Above the tree line, a cloud bank edged in indigo.

Once, a woman unrobed to show the scars she bore as she ran down a road long ago, a child with her mouth open, ash falling from the sky.

Water thunders in every ditch. A freight train wails.

Ships have disappeared into the sea, tugboats, frailer craft. An airport is submerged in water.

So still, as if the world were tensing for another blow.

The ground is mostly bare again. The wind is salted with fine flakes.
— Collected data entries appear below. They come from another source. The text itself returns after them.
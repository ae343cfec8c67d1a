// SPDX-License-Identifier: Apache-2.0 OR MIT
// Copyright (c) 2025-2026 naskel.com

//! Negotiate-phase options proposal strings and negotiation rules
//! (spec §4.11): `name=value;name=value;...`, with `min`/`and`/`or`/
//! set-intersection combinators and `.local`/`.client`/`.server`-scoped
//! names exempt from negotiation.

use std::collections::BTreeMap;
use std::fmt;

#[derive(Debug, Clone, PartialEq, Eq)]
pub enum OptionValue {
    Int(i64),
    Bool(bool),
    List(Vec<String>),
}

impl fmt::Display for OptionValue {
    fn fmt(&self, f: &mut fmt::Formatter<'_>) -> fmt::Result {
        match self {
            Self::Int(n) => write!(f, "{n}"),
            Self::Bool(b) => write!(f, "{b}"),
            Self::List(items) => write!(f, "{}", items.join(",")),
        }
    }
}

#[derive(Debug, Clone, PartialEq, Eq, Default)]
pub struct Options(BTreeMap<String, OptionValue>);

#[derive(Debug, Clone, PartialEq, Eq)]
pub struct ParseError(pub String);

impl fmt::Display for ParseError {
    fn fmt(&self, f: &mut fmt::Formatter<'_>) -> fmt::Result {
        write!(f, "malformed options entry: {}", self.0)
    }
}

impl std::error::Error for ParseError {}

impl Options {
    #[must_use]
    pub fn new() -> Self {
        Self::default()
    }

    pub fn set(&mut self, name: impl Into<String>, value: OptionValue) {
        self.0.insert(name.into(), value);
    }

    #[must_use]
    pub fn get(&self, name: &str) -> Option<&OptionValue> {
        self.0.get(name)
    }

    pub fn iter(&self) -> impl Iterator<Item = (&str, &OptionValue)> {
        self.0.iter().map(|(k, v)| (k.as_str(), v))
    }

    /// Encode as `name=value;name=value;...`, lists comma-joined.
    #[must_use]
    pub fn encode(&self) -> String {
        self.0
            .iter()
            .map(|(name, value)| format!("{name}={value}"))
            .collect::<Vec<_>>()
            .join(";")
    }

    /// Parse a proposal string. Every value parses as a list first; callers
    /// that expect `Int`/`Bool` convert via [`OptionValue::as_int`] /
    /// [`OptionValue::as_bool`] once the option's declared type is known,
    /// since the wire format carries no type tag of its own.
    pub fn parse(src: &str) -> Result<Self, ParseError> {
        let mut opts = Self::new();
        if src.is_empty() {
            return Ok(opts);
        }
        for entry in src.split(';') {
            let (name, value) = entry
                .split_once('=')
                .ok_or_else(|| ParseError(entry.to_string()))?;
            if name.is_empty() {
                return Err(ParseError(entry.to_string()));
            }
            let items: Vec<String> = value.split(',').map(str::to_string).collect();
            opts.set(name, OptionValue::List(items));
        }
        Ok(opts)
    }
}

impl OptionValue {
    #[must_use]
    pub fn as_int(&self) -> Option<i64> {
        match self {
            Self::Int(n) => Some(*n),
            Self::List(items) if items.len() == 1 => items[0].parse().ok(),
            _ => None,
        }
    }

    #[must_use]
    pub fn as_bool(&self) -> Option<bool> {
        match self {
            Self::Bool(b) => Some(*b),
            Self::List(items) if items.len() == 1 => items[0].parse().ok(),
            _ => None,
        }
    }

    #[must_use]
    pub fn as_list(&self) -> Vec<String> {
        match self {
            Self::List(items) => items.clone(),
            Self::Int(n) => vec![n.to_string()],
            Self::Bool(b) => vec![b.to_string()],
        }
    }
}

/// An option name suffixed `.local`, `.client`, or `.server` describes a
/// side's own configuration and is exchanged informationally but never
/// negotiated down to a shared value.
#[must_use]
pub fn is_scoped(name: &str) -> bool {
    name.ends_with(".local") || name.ends_with(".client") || name.ends_with(".server")
}

/// `min(a, b)` for bounded integers (queue depth, max frame size, ...).
#[must_use]
pub fn negotiate_min(a: i64, b: i64) -> i64 {
    a.min(b)
}

/// `and` for restrictive booleans (`orderedExecution`): both sides must
/// agree to enable.
#[must_use]
pub fn negotiate_and(a: bool, b: bool) -> bool {
    a && b
}

/// `or` for permissive booleans (`digestData`): either side enabling it
/// turns it on.
#[must_use]
pub fn negotiate_or(a: bool, b: bool) -> bool {
    a || b
}

/// Set-intersection of `local` and `remote` string lists (digest/compress
/// algorithm names), ordered by `local`'s preference order.
#[must_use]
pub fn negotiate_list<'a>(local: &'a [String], remote: &[String]) -> Vec<&'a str> {
    local
        .iter()
        .filter(|item| remote.iter().any(|r| r == *item))
        .map(String::as_str)
        .collect()
}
And if time is the enemy, what is the name of the wind that blows
fine sand into my eyes?

Poised in the hollow of the wave, the fishermen huddle. You could count their heads, smooth like beads on an abacus or a prayer chain.

And after the blows, the softening.

The gnarled parts often contain water, hardened through the years.

So you say you know the Chinese character for “squander”— but I want to know first what there is to spend.

A hand raised in greeting is a cup, a well, an oasis.

And yes, every poem is about love.

Scientists tell us there are fine tremors in the earth every day that we do not even feel.

Think of so many of these in any given moment, especially the ones that feel completely still.

Luisa A. Igloria
03 11 2011

In response to today’s Morning Porch entry.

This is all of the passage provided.